Il primo intervento a cura del Dott. Bruno ha percorso a partire dal caso clinico un difficile recupero di memorie traumatiche. Citando direttamente il suo scritto, il Dott. Bruno sostiene: “E’ nel corso di questi stessi anni che si affacciano sulla scena psicoanalitica, in modo più prepotente che in passato, condizioni psicopatologiche che richiedono interventi più complessi per la loro intrinseca gravità quali i disturbi post-traumatici più pervasivi, là dove l’intensità dello stress post-traumatico non è necessariamente da correlare al singolo evento, ma spesso alla concatenazione di eventi legati tra loro dalla continuità del trauma stesso, gli stati limite, le dipendenze, gli stati psicotici più estremi spesso associati ad abuso di sostanze.”

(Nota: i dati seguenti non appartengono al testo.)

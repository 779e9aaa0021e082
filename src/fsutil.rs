// src/fsutil.rs

//! Filesystem primitives (spec §4.6): atomic rename, fsync discipline,
//! same-device detection, advisory locks, and safe path joining.
//!
//! Grounded on the teacher's `move_file_atomic` fsync discipline and
//! `daemon/lock.rs`'s `fs2`-based flock usage.

use crate::error::{Error, Result};
use fs2::FileExt;
use std::fs::{self, File, OpenOptions};
use std::io;
use std::os::unix::fs::MetadataExt;
use std::path::{Component, Path, PathBuf};

/// Rename `src` to `dst` with a single `rename(2)` syscall. Unlike the
/// teacher's `move_file_atomic`, this does **not** fall back to copy+delete
/// on `EXDEV` — spec invariant 5 requires the Transaction Manager to fail
/// fast on cross-device commits rather than silently degrade atomicity.
/// The fsync of the destination parent directory is the caller's
/// responsibility (the commit protocol fsyncs around the rename itself).
pub fn atomic_rename(src: &Path, dst: &Path) -> io::Result<()> {
    fs::rename(src, dst)
}

/// Flush a file's data and metadata to stable storage.
pub fn fsync_file(f: &File) -> io::Result<()> {
    f.sync_all()
}

/// Open a directory read-only and sync it. Not all filesystems support
/// fsyncing a directory descriptor; such platforms are expected to no-op
/// successfully rather than error (spec §4.6).
pub fn fsync_dir(path: &Path) -> io::Result<()> {
    match File::open(path) {
        Ok(dir) => match dir.sync_all() {
            Ok(()) => Ok(()),
            // Not all filesystems/platforms support directory fsync.
            Err(e) if e.raw_os_error() == Some(libc::EINVAL) => Ok(()),
            Err(e) => Err(e),
        },
        Err(e) => Err(e),
    }
}

/// Create/truncate `path`, write `bytes`, fsync the file, and fsync its
/// parent directory. Used for marker files and manifests, which must be
/// durable as a single atomic unit.
pub fn write_file_sync(path: &Path, bytes: &[u8], mode: u32) -> io::Result<()> {
    if let Some(parent) = path.parent() {
        fs::create_dir_all(parent)?;
    }

    let file = OpenOptions::new()
        .write(true)
        .create(true)
        .truncate(true)
        .open(path)?;

    #[cfg(unix)]
    {
        use std::os::unix::fs::PermissionsExt;
        let _ = file.set_permissions(fs::Permissions::from_mode(mode));
    }
    #[cfg(not(unix))]
    let _ = mode;

    {
        use std::io::Write;
        let mut file = &file;
        file.write_all(bytes)?;
    }
    fsync_file(&file)?;
    drop(file);

    if let Some(parent) = path.parent() {
        fsync_dir(parent)?;
    }

    Ok(())
}

/// Write `bytes` to a temp file in the same directory as `path`, fsync it,
/// then atomically rename into place and fsync the parent. This is the
/// "same-directory temp file + rename" idiom used for files (like
/// `metrics.json`) that must never be observed half-written.
pub fn atomic_write(path: &Path, bytes: &[u8]) -> io::Result<()> {
    let parent = path.parent().unwrap_or_else(|| Path::new("."));
    fs::create_dir_all(parent)?;

    let tmp_path = parent.join(format!(
        ".{}.tmp-{}",
        path.file_name().and_then(|n| n.to_str()).unwrap_or("write"),
        std::process::id()
    ));

    {
        let mut tmp = File::create(&tmp_path)?;
        {
            use std::io::Write;
            tmp.write_all(bytes)?;
        }
        fsync_file(&tmp)?;
    }

    fs::rename(&tmp_path, path)?;
    fsync_dir(parent)?;
    Ok(())
}

/// Return true if `a` and `b` reside on the same filesystem device. On
/// platforms without device identifiers this fails open (returns true) —
/// spec §4.6.
pub fn check_same_device(a: &Path, b: &Path) -> io::Result<bool> {
    let meta_a = fs::metadata(a)?;
    let meta_b = fs::metadata(b)?;
    Ok(meta_a.dev() == meta_b.dev())
}

/// Acquire an exclusive advisory lock on `f`, blocking until available.
pub fn flock_exclusive(f: &File) -> io::Result<()> {
    f.lock_exclusive()
}

/// Acquire a shared advisory lock on `f`, blocking until available.
pub fn flock_shared(f: &File) -> io::Result<()> {
    f.lock_shared()
}

/// Release an advisory lock on `f`.
pub fn flock_unlock(f: &File) -> io::Result<()> {
    fs2::FileExt::unlock(f)
}

/// Sanitize an untrusted relative/absolute path: reject `..` traversal,
/// skip `.` components, strip leading slashes. Grounded on the teacher's
/// `filesystem/path.rs::sanitize_path`.
pub fn sanitize_path(path: impl AsRef<Path>) -> Result<PathBuf> {
    let path = path.as_ref();
    let path_str = path.to_string_lossy();
    let relative = path_str.trim_start_matches('/');

    let mut normalized = PathBuf::new();
    for component in Path::new(relative).components() {
        match component {
            Component::Normal(c) => normalized.push(c),
            Component::CurDir => {}
            Component::ParentDir => {
                return Err(Error::validation(format!(
                    "path traversal rejected: {path_str}"
                )));
            }
            Component::Prefix(_) | Component::RootDir => {}
        }
    }

    if normalized.as_os_str().is_empty() {
        return Err(Error::validation("empty path after sanitization"));
    }

    Ok(normalized)
}

/// Safely join `root` with an untrusted destination path.
pub fn safe_join(root: &Path, path: &Path) -> Result<PathBuf> {
    let sanitized = sanitize_path(path)?;
    Ok(root.join(sanitized))
}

Nel caso da lui presentato emerge un delicato lavoro di ricucitura e di rilancio di nuove possibilità della pensabilità. A partire da una proficua relazione analitica, l’apertura a nuovi aspetti transferali consentono attraverso un percorso di diminuzione farmacologica, la messa in gioco del paziente di recuperi di memorie traumatiche. Emergono dunque dimensioni fino ad allora indicibili, che nel qui ed ora, possono finalmente trovare luce e parole. Il lavoro di integrazione farmacologica sostiene questo recupero di storie dissociate e parallelamente consente la costruzione di nuovi aspetti di sé che permettono di percorrere i bordi del trauma senza ricadere nel vuoto da essi provocati.
Nella seconda relazione, a partire da una evocante citazione di Pirandello presa dalla “La carriola” <<Io non avevo mai vissuto; non ero mai stato nella vita; in una vita, intendo, che potessi riconoscer mia, da me voluta e sentita come mia>>, il Dott. Buonanno affronta la questione delle dimensioni psicotiche. Quanto la coniugazione dell’intervento farmacologico, consenta la percorribilità di un avvio all’analisi o della prosecuzione della stessa. La terapia farmacologia diventa quindi una opportunità che consenta di accogliere il momento di crisi come una dimensione trasformativa. Citando le sue parole scrive: “Nella potenzialità psicotica, sostenuta da un’esperienza traumatica riattualizzata dall’interno, con modalità compulsive che tentano d’invertire le condizioni del ritorno (organizzando così coattivamente quel che si teme di subire passivamente), o, in altre situazioni, da “un disturbo identitario della riflessività” (R. Roussillon, art. cit.) che colpisce la simbolizzazione, la sfida del clinico non può essere quella di operare scelte riduzionistiche che irrigidiscano i confini, ma rendere transizionale lo spazio occupato dalla coazione a ripetere e dalla distruttività, favorendo la simbolizzazione secondaria. L’obbiettivo è permettere l’attraversamento delle frontiere identitarie e “facilitare, nei singoli e nei gruppi, questa disposizione fondamentalmente affettiva, che consente sintonia, tolleranza e sentimento di co-implicazione verso le aree basali dell’esperienza psichica” (Barale, 2013).
La delicatezza di entrambe le relazioni e la costante complessità rappresentata di indagare l’altro e se stessi, fa emergere con eleganza quanto la dimensione farmacologica possa di fatto essere un centro di costruzione della relazione analitica. La fiducia verso l’impianto analitico consente ad entrambi i relatori di dosare e valorizzare le loro competenze a vantaggio dell’esplorazione e della capacità dei pazienti di cogliere le fratture della vita, come rilanci di nuove costruzioni.